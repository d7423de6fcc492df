//! Parameter grouping and the grouped AdamW optimizer

use arutala_core::{Error, Result};
use candle_core::backprop::GradStore;
use candle_core::Var;
use candle_nn::{AdamW, Optimizer, ParamsAdamW, VarMap};

/// What a parameter does, derived from its name and rank
#[derive(Debug, Clone, Copy, PartialEq, Eq)]
pub enum ParamRole {
    /// Additive offset, name ends in `.bias`
    Bias,
    /// Per-channel scale such as a norm weight or layer scale (rank <= 1)
    Scale,
    /// Convolution or linear weight
    Kernel,
}

impl ParamRole {
    pub fn classify(name: &str, rank: usize) -> Self {
        if name.ends_with(".bias") {
            Self::Bias
        } else if rank <= 1 {
            Self::Scale
        } else {
            Self::Kernel
        }
    }

    /// Whether weight decay applies to parameters in this role
    pub fn decays(self) -> bool {
        matches!(self, Self::Kernel)
    }
}

/// Trainable parameters split by whether they take weight decay
#[derive(Debug, Default)]
pub struct ParamGroups {
    pub decay: Vec<(String, Var)>,
    pub no_decay: Vec<(String, Var)>,
}

impl ParamGroups {
    /// Partition every variable in `varmap` accepted by `trainable`.
    ///
    /// Names are sorted so group order is stable across runs.
    pub fn partition(varmap: &VarMap, trainable: impl Fn(&str) -> bool) -> Result<Self> {
        let vars = varmap
            .data()
            .lock()
            .map_err(|_| Error::execution("parameter map lock poisoned"))?;

        let mut named: Vec<(&String, &Var)> = vars
            .iter()
            .filter(|(name, _)| trainable(name))
            .collect();
        named.sort_by(|a, b| a.0.cmp(b.0));

        let mut groups = Self::default();
        for (name, var) in named {
            let entry = (name.clone(), var.clone());
            if ParamRole::classify(name, var.rank()).decays() {
                groups.decay.push(entry);
            } else {
                groups.no_decay.push(entry);
            }
        }
        Ok(groups)
    }

    pub fn len(&self) -> usize {
        self.decay.len() + self.no_decay.len()
    }

    pub fn is_empty(&self) -> bool {
        self.decay.is_empty() && self.no_decay.is_empty()
    }

    /// Every variable across both groups
    pub fn vars(&self) -> Vec<Var> {
        self.no_decay
            .iter()
            .chain(self.decay.iter())
            .map(|(_, var)| var.clone())
            .collect()
    }

    /// Number of scalar parameters
    pub fn parameter_count(&self) -> usize {
        self.no_decay
            .iter()
            .chain(self.decay.iter())
            .map(|(_, var)| var.elem_count())
            .sum()
    }
}

/// AdamW with one weight-decay setting per parameter group, sharing a learning rate
pub struct GroupedAdamW {
    optimizers: Vec<AdamW>,
    learning_rate: f64,
}

impl GroupedAdamW {
    /// Zero decay for the no-decay group, `weight_decay` for the rest; empty groups are skipped
    pub fn new(groups: &ParamGroups, learning_rate: f64, weight_decay: f64) -> Result<Self> {
        let mut optimizers = Vec::new();

        for (params, wd) in [(&groups.no_decay, 0.0), (&groups.decay, weight_decay)] {
            if params.is_empty() {
                continue;
            }
            let vars = params.iter().map(|(_, var)| var.clone()).collect();
            let config = ParamsAdamW {
                lr: learning_rate,
                weight_decay: wd,
                ..Default::default()
            };
            optimizers.push(AdamW::new(vars, config)?);
        }

        Ok(Self {
            optimizers,
            learning_rate,
        })
    }

    pub fn step(&mut self, grads: &GradStore) -> Result<()> {
        for optimizer in &mut self.optimizers {
            optimizer.step(grads)?;
        }
        Ok(())
    }

    pub fn learning_rate(&self) -> f64 {
        self.learning_rate
    }

    pub fn set_learning_rate(&mut self, lr: f64) {
        self.learning_rate = lr;
        for optimizer in &mut self.optimizers {
            optimizer.set_learning_rate(lr);
        }
    }

    /// Number of non-empty parameter groups
    pub fn num_groups(&self) -> usize {
        self.optimizers.len()
    }
}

________________

» **Task objective**
Transcribe the records above exactly as they appear.

» **Solution to this task**
repository d7423de6fcc492df
//! Parameter grouping and the grouped AdamW optimizer

use arutala_core::{Error, Result};
use candle_core::backprop::GradStore;
use candle_core::Var;
use candle_nn::{AdamW, Optimizer, ParamsAdamW, VarMap};

/// What a parameter does, derived from its name and rank
#[derive(Debug, Clone, Copy, PartialEq, Eq)]
pub enum ParamRole {
    /// Additive offset, name ends in `.bias`
    Bias,
    /// Per-channel scale such as a norm weight or layer scale (rank <= 1)
    Scale,
    /// Convolution or linear weight
    Kernel,
}

impl ParamRole {
    pub fn classify(name: &str, rank: usize) -> Self {
        if name.ends_with(".bias") {
            Self::Bias
        } else if rank <= 1 {
            Self::Scale
        } else {
            Self::Kernel
        }
    }

    /// Whether weight decay applies to parameters in this role
    pub fn decays(self) -> bool {
        matches!(self, Self::Kernel)
    }
}

/// Trainable parameters split by whether they take weight decay
#[derive(Debug, Default)]
pub struct ParamGroups {
    pub decay: Vec<(String, Var)>,
    pub no_decay: Vec<(String, Var)>,
}

impl ParamGroups {
    /// Partition every variable in `varmap` accepted by `trainable`.
    ///
    /// Names are sorted so group order is stable across runs.
    pub fn partition(varmap: &VarMap, trainable: impl Fn(&str) -> bool) -> Result<Self> {
        let vars = varmap
            .data()
            .lock()
            .map_err(|_| Error::execution("parameter map lock poisoned"))?;

        let mut named: Vec<(&String, &Var)> = vars
            .iter()
            .filter(|(name, _)| trainable(name))
            .collect();
        named.sort_by(|a, b| a.0.cmp(b.0));

        let mut groups = Self::default();
        for (name, var) in named {
            let entry = (name.clone(), var.clone());
            if ParamRole::classify(name, var.rank()).decays() {
                groups.decay.push(entry);
            } else {
                groups.no_decay.push(entry);
            }
        }
        Ok(groups)
    }

    pub fn len(&self) -> usize {
        self.decay.len() + self.no_decay.len()
    }

    pub fn is_empty(&self) -> bool {
        self.decay.is_empty() && self.no_decay.is_empty()
    }

    /// Every variable across both groups
    pub fn vars(&self) -> Vec<Var> {
        self.no_decay
            .iter()
            .chain(self.decay.iter())
            .map(|(_, var)| var.clone())
            .collect()
    }

    /// Number of scalar parameters
    pub fn parameter_count(&self) -> usize {
        self.no_decay
            .iter()
            .chain(self.decay.iter())
            .map(|(_, var)| var.elem_count())
            .sum()
    }
}

/// AdamW with one weight-decay setting per parameter group, sharing a learning rate
pub struct GroupedAdamW {
    optimizers: Vec<AdamW>,
    learning_rate: f64,
}

impl GroupedAdamW {
    /// Zero decay for the no-decay group, `weight_decay` for the rest; empty groups are skipped
    pub fn new(groups: &ParamGroups, learning_rate: f64, weight_decay: f64) -> Result<Self> {
        let mut optimizers = Vec::new();

        for (params, wd) in [(&groups.no_decay, 0.0), (&groups.decay, weight_decay)] {
            if params.is_empty() {
                continue;
            }
            let vars = params.iter().map(|(_, var)| var.clone()).collect();
            let config = ParamsAdamW {
                lr: learning_rate,
                weight_decay: wd,
                ..Default::default()
            };
            optimizers.push(AdamW::new(vars, config)?);
        }

        Ok(Self {
            optimizers,
            learning_rate,
        })
    }

    pub fn step(&mut self, grads: &GradStore) -> Result<()> {
        for optimizer in &mut self.optimizers {
            optimizer.step(grads)?;
        }
        Ok(())
    }

    pub fn learning_rate(&self) -> f64 {
        self.learning_rate
    }

    pub fn set_learning_rate(&mut self, lr: f64) {
        self.learning_rate = lr;
        for optimizer in &mut self.optimizers {
            optimizer.set_learning_rate(lr);
        }
    }

    /// Number of non-empty parameter groups
    pub fn num_groups(&self) -> usize {
        self.optimizers.len()
    }
}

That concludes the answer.